Предисловие к первому изданию
Weder dem Vergangenen anheimf alien noch dem Zukunftigen. Es kommt darauf an, ganz gegenwartig zu sein[33].
Две мировые войны на протяжении жизни одного поколения, разделенные непрерывной цепью локальных войн и революций, не завершившиеся ни мирным договором для побежденных, ни передышкой для победителей, имеют своим итогом ожидание третьей мировой войны между двумя сохранившимися мировыми державами. Этот момент ожидания подобен покою, приходящему тогда, когда умерли все надежды. Мы уже не надеемся на возможную реставрацию прежнего мирового порядка со всеми его традициями или на воссоединение масс людей на пяти континентах, которые были ввергнуты в хаос насилием войн и революций, а также углубляющимся упадком всего того, что еще уцелело. В самых различных условиях и при самых разных обстоятельствах мы наблюдаем развитие одних и тех же явлений — бездомности в беспрецедентных масштабах, небывалой по глубине оторванности людей от своих корней.
Никогда еще наше будущее не было столь непредсказуемым, никогда мы еще не зависели в такой степени от политических сил, относительно которых мы не можем полагаться на то, что они будут руководствоваться нормами здравого смысла или собственными интересами. Эти силы кажутся просто безумными, если судить их мерками иных столетий. Все выглядит так, как будто человечество разделилось на тех, кто верит в человеческое всемогущество (это те, кто полагает, что все возможно, если знать, как организовать массы для этого), и на тех, для кого ощущение своей беспомощности стало основным опытом жизни.
На уровне исторического понимания и политического осмысления преобладает смутно определяемое общее согласие относительно того, что какая-то базисная структура всех цивилизаций пребывает на грани слома. Хотя она кажется лучше сохранившейся в одних частях мира, чем в других, однако нигде она не в состоянии указать пути реализации возможностей, предоставляемых нашим столетием, или найти адекватный ответ на его ужасы. Отчаянная надежда и отчаянный страх, кажется, ближе к сути подобной ситуации, нежели взвешенное суждение и разумное понимание. Основные события нашей эпохи прочно забываются как теми, кто привержен вере в неизбежность катастрофы, так и теми, кто предался безудержному оптимизму.
Эта книга направлена и против безудержного оптимизма, и против безграничного отчаяния. Она исходит из того, что Прогресс и Закат являются двумя сторонами одной медали, а также из того, что и то и другое являются предметами суеверия, а не предметами веры.

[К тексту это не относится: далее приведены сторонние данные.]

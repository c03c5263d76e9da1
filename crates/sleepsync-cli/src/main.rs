//! `sleepsync`: drives one simulated night and writes the JSON export.
//!
//! By default the night runs on a virtual clock and finishes instantly.
//! `--realtime` runs it against the wall clock until the night elapses or
//! ctrl-c is pressed.

use std::fs;
use std::path::PathBuf;

use anyhow::{bail, Context, Result};
use chrono::{Duration, Utc};
use clap::Parser;
use prometheus_bridge::MonitorMetrics;
use sleep_core::{NotificationLevel, RngSource};
use sleep_engine::{format_hours_minutes, Monitor, MonitorConfig, Scheduler, VirtualScheduler, WallScheduler};
use tracing::{debug, error, info, warn};
use tracing_subscriber::EnvFilter;

#[derive(Debug, Parser)]
#[command(name = "sleepsync", version, about = "Simulated sleep monitoring night")]
struct Args {
    /// JSON config with intervals, link probability and initial readings.
    #[arg(long)]
    config: Option<PathBuf>,

    /// Length of the monitored night.
    #[arg(long, default_value_t = 8.0)]
    hours: f64,

    /// Seed for reproducible readings. Entropy is used when absent.
    #[arg(long)]
    seed: Option<u64>,

    /// Directory the export document is written to.
    #[arg(long, default_value = ".")]
    out: PathBuf,

    /// Load two earlier nights before monitoring starts.
    #[arg(long)]
    demo_history: bool,

    #[arg(long)]
    realtime: bool,

    /// Print Prometheus metrics after the night.
    #[arg(long)]
    metrics: bool,

    #[arg(long)]
    log_json: bool,
}

fn init_tracing(json: bool) {
    let filter = EnvFilter::try_from_default_env().unwrap_or_else(|_| EnvFilter::new("info"));
    if json {
        tracing_subscriber::fmt().json().with_env_filter(filter).init();
    } else {
        tracing_subscriber::fmt().with_env_filter(filter).init();
    }
}

fn night_length(hours: f64) -> Result<Duration> {
    if !hours.is_finite() || hours <= 0.0 || hours > 24.0 {
        bail!("--hours must be within (0, 24], got {hours}");
    }
    Ok(Duration::milliseconds((hours * 3_600_000.0).round() as i64))
}

fn attach_listeners<S: Scheduler>(monitor: &mut Monitor<RngSource, S>) {
    monitor.on_notification(|n| match n.level {
        NotificationLevel::Success | NotificationLevel::Info => info!("{}", n.message),
        NotificationLevel::Warning => warn!("{}", n.message),
        NotificationLevel::Error => error!("{}", n.message),
    });
    monitor.on_anomaly_raised(|a| debug!(id = a.id, kind = %a.kind, at = %a.timestamp, "anomaly raised"));
}

fn prepare<S: Scheduler>(
    config: MonitorConfig,
    random: RngSource,
    scheduler: S,
    demo_history: bool,
) -> Result<Monitor<RngSource, S>> {
    let mut monitor = Monitor::new(config, random, scheduler).context("building monitor")?;
    attach_listeners(&mut monitor);
    if demo_history {
        monitor.seed_demo_history();
    }
    monitor.start_monitoring()?;
    Ok(monitor)
}

fn run_virtual(
    config: MonitorConfig,
    random: RngSource,
    night: Duration,
    demo_history: bool,
) -> Result<Monitor<RngSource, VirtualScheduler>> {
    let scheduler = VirtualScheduler::starting_at(Utc::now());
    let mut monitor = prepare(config, random, scheduler, demo_history)?;
    let fired = monitor.advance(night)?;
    debug!(fired, "virtual night complete");
    monitor.stop_monitoring()?;
    Ok(monitor)
}

async fn run_realtime(
    config: MonitorConfig,
    random: RngSource,
    night: Duration,
    demo_history: bool,
) -> Result<Monitor<RngSource, WallScheduler>> {
    let mut monitor = prepare(config, random, WallScheduler::new(), demo_history)?;

    let deadline = tokio::time::sleep(night.to_std().context("night length")?);
    let ctrl_c = tokio::signal::ctrl_c();
    tokio::pin!(deadline, ctrl_c);
    let mut poll = tokio::time::interval(std::time::Duration::from_millis(250));

    loop {
        tokio::select! {
            _ = poll.tick() => {
                monitor.pump()?;
            }
            _ = &mut deadline => {
                info!("night elapsed");
                break;
            }
            res = &mut ctrl_c => {
                res.context("waiting for ctrl-c")?;
                info!("interrupted, finishing session");
                break;
            }
        }
    }

    monitor.pump()?;
    monitor.stop_monitoring()?;
    Ok(monitor)
}

fn finish<S: Scheduler>(monitor: &mut Monitor<RngSource, S>, args: &Args) -> Result<()> {
    let doc = monitor.export_with_notice();
    fs::create_dir_all(&args.out)
        .with_context(|| format!("creating {}", args.out.display()))?;
    let path = args.out.join(doc.file_name());
    fs::write(&path, doc.to_json_pretty()?)
        .with_context(|| format!("writing {}", path.display()))?;
    info!(path = %path.display(), sessions = doc.sessions.len(), "export written");

    if let Some(summary) = monitor.latest_summary() {
        println!(
            "score {}  slept {}  efficiency {:.0}%  deep {}",
            summary.score, summary.duration, summary.efficiency, summary.deep_sleep
        );
    }
    if let Some(open) = monitor.open_session() {
        warn!(samples = open.metrics.len(), "session left open");
    }

    let stats = monitor.user_stats();
    println!(
        "nights {}  average score {}  anomalies {}  advice followed {}",
        stats.days_monitored,
        stats
            .average_score
            .map_or_else(|| "-".to_string(), |s| s.to_string()),
        monitor.anomalies().len(),
        stats.recommendations_followed
    );
    for rec in monitor.recommendations() {
        println!("[{:?}] {}: {} ({})", rec.priority, rec.title, rec.description, rec.impact);
    }

    if args.metrics {
        let metrics = MonitorMetrics::new()?;
        metrics.observe(&*monitor);
        print!("{}", metrics.render()?);
    }
    Ok(())
}

#[tokio::main(flavor = "current_thread")]
async fn main() -> Result<()> {
    let args = Args::parse();
    init_tracing(args.log_json);

    let config = match &args.config {
        Some(path) => MonitorConfig::load(path)
            .with_context(|| format!("loading config {}", path.display()))?,
        None => MonitorConfig::default(),
    };
    let night = night_length(args.hours)?;
    let random = match args.seed {
        Some(seed) => RngSource::seeded(seed),
        None => RngSource::from_entropy(),
    };
    info!(
        hours = args.hours,
        seed = ?args.seed,
        realtime = args.realtime,
        night = %format_hours_minutes(args.hours),
        "starting night"
    );

    if args.realtime {
        let mut monitor = run_realtime(config, random, night, args.demo_history).await?;
        finish(&mut monitor, &args)
    } else {
        let mut monitor = run_virtual(config, random, night, args.demo_history)?;
        finish(&mut monitor, &args)
    }
}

Книга была написана на основе убежденности в том, что можно обнаружить скрытую механику, посредством которой все традиционные элементы нашего политического и духовного мира претворились в определенный конгломерат, в котором все утратило свою ценность и стало недоступным человеческому пониманию, непригодным для человеческих целей. В непреодолимый соблазн превратилось желание поддаться процессу дезинтеграции, и не только потому, что он приобрел видимое величие «исторической необходимости», но и потому, что все вне его стало казаться безжизненным, бескровным, бессмысленным и нереальным. Убежденность в том, что все происходящее на земле должно быть понятно человеку, может привести к тому, что историю будут толковать посредством банальностей. Понимание не означает отрицания чего-то ошеломляющего, не означает того, что всему необычному следует находить прецеденты, не означает, что явления следует объяснять посредством таких аналогий и обобщений, которые не позволяют ощутить воздействие реальности и шок опыта. Оно означает, скорее, изучение и сознательное принятие того бремени, которое возложил на нас наш век. Не следует ни отрицать существование этого бремени, ни покорно подчиняться ему. Понимание, одним словом, означает непредвзятую, собранную готовность встретить реальность, какой бы она ни была, и оказать ей сопротивление.